According to the above-mentioned configuration, the bridge 330 is provided between the pair of side portions 310, 320. This makes it possible to physically keep electrical paths or electronic components, which are different from the coaxial cable 30 connected to at least one of the coaxial connectors 340, 350, away from the connection portion 361 in the current measuring instrument 300. This makes it possible to reduce noise generated in the space S formed by the pair of side portions 310, 320 and the bridge 330 , so that the current transmitted from a coaxial transmission path such as the coaxial cable 30 to the current measuring instrument 300 can be measured with high accuracy.

In addition, by making the pair of side portions 310, 320 and the bridge portion 330 conductive, the main bodies 342, 352 of the pair of coaxial connectors 340, 350 are electrically connected to each other, which makes it easier to block noise that may be mixed in from outside the current measuring instrument 300. Furthermore, by arranging the cylindrical portion 362 away from the outer periphery of the connection portion 361, the electric field and electromagnetic field generated from the connection portion 361 can be confined inside the cylindrical portion 362.

In addition, by providing a gap 364 at the tip of the cylindrical portion 362, it is possible to prevent a current that has passed through the current sensor 200 and flowed in this order through the pin 341 of one coaxial connector 340, the connection portion 361, and the pin 351 of the other coaxial connector 350, from passing through the current sensor 200 and flowing in this order through the main body 352 of the other coaxial connector 350, the cylindrical portion 362, and the main body 342 of the one coaxial connector 340, before returning. As a result, in the space S within the current measuring instrument 300, a magnetic field can be generated around the connection portion 361 by the current flowing through the connection portion 361.

In this embodiment, a gap 364 formed at the tip of the tubular portion 362 in the direction between the pair of side portions 310, 320, i.e., in the longitudinal direction of the connection portion 361, is narrower than the width of the current sensor 200. With this configuration, the exposed portion of the connection portion 361 can be reduced, and therefore noise such as an electric field and an electromagnetic field radiated from the exposed portion can be reduced.

Moreover, in this embodiment, the cylindrical portion 362 extends from the inner surface 311 of the first side surface portion 310 and is spaced from the second side surface portion 320 so as to have a gap 364. With this configuration, the gap 364 is formed in the second side surface portion 320 or in its vicinity, so that the current sensor 200 can be disposed away from the gap 364. Therefore, noise such as an electric field and an electromagnetic field radiated from the exposed connection portion 361 toward the current sensor 200 can be reduced.

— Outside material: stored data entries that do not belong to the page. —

//! Deduplication pipeline.
//!
//! For every generated artifact:
//! 1. **Embed**: bounded, timed provider call
//! 2. **Query**: nearest neighbour in the similarity index (excluding itself)
//! 3. **Classify**: threshold the similarity into a [`DuplicateLevel`]
//! 4. **Record**: persist the signal and vector in the registry and index
//!
//! Nothing here refuses content. `High` is advisory and always persisted;
//! provider failures become `Unknown` and are persisted as that state.

use super::classifier::DuplicateClassifier;
use crate::config::TaleprintConfig;
use crate::embedding::{BoundedEmbedder, EmbedOutcome, EmbeddingProvider};
use crate::models::{
    CanonicalFingerprint, Category, DuplicateLevel, DuplicateSignal, RecordId, RegistryRecord,
};
use crate::services::Registry;
use crate::storage::{CancelFlag, SimilarityIndex, SimilarityRecord};
use crate::{Error, Result};
use std::sync::Arc;
use std::time::Instant;
use tracing::instrument;

/// A generated artifact to check.
#[derive(Debug, Clone, PartialEq)]
pub struct DedupItem {
    /// Registry id for the artifact.
    pub id: RecordId,
    /// Its canonical fingerprint.
    pub fingerprint: CanonicalFingerprint,
    /// Its category.
    pub category: Category,
    /// Text to embed.
    pub text: String,
}

impl DedupItem {
    /// Creates an item.
    #[must_use]
    pub fn new(
        id: impl Into<RecordId>,
        fingerprint: CanonicalFingerprint,
        category: Category,
        text: impl Into<String>,
    ) -> Self {
        Self {
            id: id.into(),
            fingerprint,
            category,
            text: text.into(),
        }
    }
}

/// Result of checking one artifact.
#[derive(Debug, Clone, PartialEq)]
pub struct DedupReport {
    /// Artifact id.
    pub id: RecordId,
    /// Advisory duplicate signal.
    pub signal: DuplicateSignal,
    /// Whether the registry (and index, when a vector was available) were updated.
    pub persisted: bool,
}

/// Result of [`DeduplicationService::reconcile`].
#[derive(Debug, Clone, Default, PartialEq, Eq)]
pub struct ReconcileReport {
    /// Index ids with no registry record.
    pub orphaned: Vec<RecordId>,
    /// Vectors kept by the rebuild, if one ran.
    pub rebuilt: Option<usize>,
}

/// Result of [`DeduplicationService::reindex`].
#[derive(Debug, Clone, Default, PartialEq, Eq)]
pub struct ReindexReport {
    /// Vectors in the new index.
    pub indexed: usize,
    /// Records whose level was recomputed against the new index.
    pub reclassified: usize,
    /// Records that failed to embed and are now `Unknown`.
    pub unknown: Vec<RecordId>,
}

/// Deduplication service.
pub struct DeduplicationService<P> {
    embedder: BoundedEmbedder<P>,
    index: Arc<dyn SimilarityIndex>,
    classifier: DuplicateClassifier,
    registry: Arc<Registry>,
    query_k: usize,
    batch_concurrency: usize,
}

impl<P: EmbeddingProvider + 'static> DeduplicationService<P> {
    /// Creates a service.
    ///
    /// # Errors
    ///
    /// Returns [`Error::InvalidConfig`] if the configuration is invalid or the
    /// provider and index disagree on vector dimensions.
    pub fn new(
        embedder: BoundedEmbedder<P>,
        index: Arc<dyn SimilarityIndex>,
        registry: Arc<Registry>,
        config: &TaleprintConfig,
    ) -> Result<Self> {
        config.validate()?;
        if embedder.dimensions() != index.dimensions() {
            return Err(Error::InvalidConfig(format!(
                "embedding provider produces {} dimensions, similarity index expects {}",
                embedder.dimensions(),
                index.dimensions()
            )));
        }

        Ok(Self {
            embedder,
            index,
            classifier: DuplicateClassifier::new(config.dedup)?,
            registry,
            query_k: config.dedup.query_k,
            batch_concurrency: config.embedding.max_concurrent,
        })
    }

    /// Returns the classifier.
    #[must_use]
    pub const fn classifier(&self) -> &DuplicateClassifier {
        &self.classifier
    }

    /// Checks one artifact and records the outcome.
    #[instrument(
        skip(self, item),
        fields(operation = "dedup_check", id = %item.id, text_length = item.text.len())
    )]
    pub async fn check(&self, item: &DedupItem) -> DedupReport {
        let start = Instant::now();
        let outcome = self.embedder.embed(&item.text).await;
        self.finish(item, outcome, start)
    }

    /// Checks a batch with bounded embedding concurrency.
    ///
    /// Embeddings run concurrently; classification and recording then run in
    /// input order, so later items are compared against earlier ones. A
    /// failure for one item yields `Unknown` for that item only.
    #[instrument(skip(self, items), fields(operation = "dedup_check_batch", items = items.len()))]
    pub async fn check_batch(&self, items: &[DedupItem]) -> Vec<DedupReport> {
        let start = Instant::now();
        let texts: Vec<String> = items.iter().map(|i| i.text.clone()).collect();
        let outcomes = self.embedder.embed_batch(&texts, self.batch_concurrency).await;

        items
            .iter()
            .zip(outcomes)
            .map(|(item, outcome)| self.finish(item, outcome, start))
            .collect()
    }

    #[allow(clippy::cast_possible_truncation)]
    fn finish(&self, item: &DedupItem, outcome: EmbedOutcome, start: Instant) -> DedupReport {
        let label = outcome.label();
        let (signal, vector) = match outcome {
            EmbedOutcome::Ready(vector) => self.classify_vector(&item.id, vector),
            EmbedOutcome::Unavailable(ref e) => {
                tracing::warn!(id = %item.id, reason = label, error = %e, "Embedding unavailable, signal is unknown");
                (DuplicateSignal::unknown(), None)
            },
            EmbedOutcome::TimedOut { timeout_ms } => {
                tracing::warn!(id = %item.id, timeout_ms, "Embedding timed out, signal is unknown");
                (DuplicateSignal::unknown(), None)
            },
        };

        let persisted = self.persist(item, &signal, vector.as_deref());

        metrics::counter!("dedup_signals_total", "level" => signal.level.as_str()).increment(1);
        metrics::histogram!("dedup_check_duration_ms")
            .record(start.elapsed().as_secs_f64() * 1000.0);
        tracing::debug!(
            id = %item.id,
            level = %signal.level,
            score = signal.score,
            nearest = ?signal.nearest_id,
            persisted,
            duration_ms = start.elapsed().as_millis() as u64,
            "Dedup check complete"
        );

        DedupReport {
            id: item.id.clone(),
            signal,
            persisted,
        }
    }

    /// Queries the index for the nearest other record. A vector the index
    /// cannot use is dropped and the signal is `Unknown`.
    fn classify_vector(
        &self,
        id: &RecordId,
        vector: Vec<f32>,
    ) -> (DuplicateSignal, Option<Vec<f32>>) {
        if vector.len() != self.index.dimensions() {
            tracing::warn!(
                id = %id,
                got = vector.len(),
                expected = self.index.dimensions(),
                "Embedding has wrong dimensions, signal is unknown"
            );
            return (DuplicateSignal::unknown(), None);
        }

        match self.index.query(&vector, self.query_k, Some(id)) {
            Ok(hits) => (self.classifier.signal(hits.into_iter().next()), Some(vector)),
            Err(e) => {
                tracing::warn!(id = %id, error = %e, "Similarity query failed, signal is unknown");
                (DuplicateSignal::unknown(), None)
            },
        }
    }

    fn persist(&self, item: &DedupItem, signal: &DuplicateSignal, vector: Option<&[f32]>) -> bool {
        let record = RegistryRecord::new(item.id.clone(), item.fingerprint, item.category);
        let result = self.registry.create_if_absent(record).and_then(|_| {
            self.registry.record_dedup_outcome(
                &item.id,
                signal.score,
                signal.level,
                vector,
                self.index.as_ref(),
            )
        });

        match result {
            Ok(()) => true,
            Err(e) => {
                tracing::warn!(id = %item.id, error = %e, "Failed to persist dedup outcome");
                false
            },
        }
    }

    /// Detects index vectors whose ids are missing from the registry and, if
    /// any exist, rebuilds the index from the vectors the registry knows.
    ///
    /// # Errors
    ///
    /// Returns the rebuild error; the previous index stays in place.
    #[instrument(skip(self), fields(operation = "dedup_reconcile"))]
    pub fn reconcile(&self) -> Result<ReconcileReport> {
        let orphaned: Vec<RecordId> = self
            .index
            .ids()
            .into_iter()
            .filter(|id| !self.registry.contains(id))
            .collect();

        if orphaned.is_empty() {
            return Ok(ReconcileReport::default());
        }

        tracing::warn!(
            orphaned = orphaned.len(),
            "Similarity index diverged from registry, rebuilding"
        );
        let kept: Vec<SimilarityRecord> = self
            .index
            .snapshot()
            .into_iter()
            .filter(|r| self.registry.contains(&r.id))
            .collect();
        let rebuilt = self.index.rebuild(kept, &CancelFlag::new())?;

        Ok(ReconcileReport {
            orphaned,
            rebuilt: Some(rebuilt),
        })
    }

    /// Re-embeds `corpus`, replaces the index with the result and re-runs
    /// classification for every record in the new index.
    ///
    /// Ids missing from the registry are skipped. Texts that fail to embed
    /// drop out of the index and their records are marked `Unknown`. Each
    /// rebuilt record is compared only against records created before it, so
    /// the first of a duplicate pair stays unflagged as it was on ingest.
    ///
    /// # Errors
    ///
    /// Returns [`Error::Cancelled`] if `cancel` is set before the swap; the
    /// previous index and every registry level are kept.
    #[instrument(skip(self, corpus, cancel), fields(operation = "dedup_reindex", corpus = corpus.len()))]
    pub async fn reindex(
        &self,
        corpus: &[(RecordId, String)],
        cancel: &CancelFlag,
    ) -> Result<ReindexReport> {
        let known: Vec<&(RecordId, String)> = corpus
            .iter()
            .filter(|(id, _)| {
                let known = self.registry.contains(id);
                if !known {
                    tracing::warn!(id = %id, "Skipping unregistered id during reindex");
                }
                known
            })
            .collect();

        let texts: Vec<String> = known.iter().map(|(_, text)| text.clone()).collect();
        let outcomes = self.embedder.embed_batch(&texts, self.batch_concurrency).await;

        if cancel.is_cancelled() {
            return Err(Error::Cancelled("reindex".to_string()));
        }

        let mut records = Vec::with_capacity(known.len());
        let mut failed = Vec::new();
        for ((id, _), outcome) in known.into_iter().zip(outcomes) {
            let label = outcome.label();
            match outcome.into_vector() {
                Some(vector) if vector.len() == self.index.dimensions() => {
                    records.push(SimilarityRecord::new(id.clone(), vector));
                },
                _ => {
                    tracing::warn!(id = %id, reason = label, "Record failed to embed, marking unknown");
                    failed.push(id.clone());
                },
            }
        }

        let indexed = self.index.rebuild(records, cancel)?;
        let reclassified = self.reclassify_all();

        let unknown = self.mark_unknown(failed);
        tracing::info!(
            indexed,
            reclassified,
            unknown = unknown.len(),
            "Reindex complete"
        );

        Ok(ReindexReport {
            indexed,
            reclassified,
            unknown,
        })
    }

    /// Classifies every indexed record against the records created before it.
    fn reclassify_all(&self) -> usize {
        let snapshot = self.index.snapshot();
        let order = |id: &RecordId| {
            (
                self.registry.get(id).map(|r| r.created_at),
                id.clone(),
            )
        };
        let k = snapshot.len();

        let mut reclassified = 0;
        for record in &snapshot {
            let own = order(&record.id);
            let nearest = match self.index.query(&record.vector, k, Some(&record.id)) {
                Ok(hits) => hits.into_iter().find(|(other, _)| order(other) < own),
                Err(e) => {
                    tracing::warn!(id = %record.id, error = %e, "Reclassification query failed");
                    continue;
                },
            };
            let signal = self.classifier.signal(nearest);
            match self.registry.record_dedup_outcome(
                &record.id,
                signal.score,
                signal.level,
                None,
                self.index.as_ref(),
            ) {
                Ok(()) => reclassified += 1,
                Err(e) => tracing::warn!(id = %record.id, error = %e, "Failed to store reclassified level"),
            }
        }
        reclassified
    }

    fn mark_unknown(&self, ids: Vec<RecordId>) -> Vec<RecordId> {
        ids.into_iter()
            .filter(|id| {
                match self.registry.record_dedup_outcome(
                    id,
                    0.0,
                    DuplicateLevel::Unknown,
                    None,
                    self.index.as_ref(),
                ) {
                    Ok(()) => true,
                    Err(e) => {
                        tracing::warn!(id = %id, error = %e, "Failed to mark record unknown");
                        false
                    },
                }
            })
            .collect()
    }

    /// Returns a record's latest dedup level.
    #[must_use]
    pub fn level_of(&self, id: &RecordId) -> Option<DuplicateLevel> {
        self.registry.get(id).and_then(|r| r.dedup_signal)
    }
}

In this manner, by providing the cylindrical portion 462 so as to face the cylindrical portion 362, the gap 364A provided at the tip of the cylindrical portion 362 is formed midway between the pair of side portions 310, 320. Even with this configuration, it is possible to generate in the space S of the current measuring instrument 301 a magnetic field generated by the alternating current flowing through the connection portion 361 while suppressing noise radiated from the connection portion 361 into the space S.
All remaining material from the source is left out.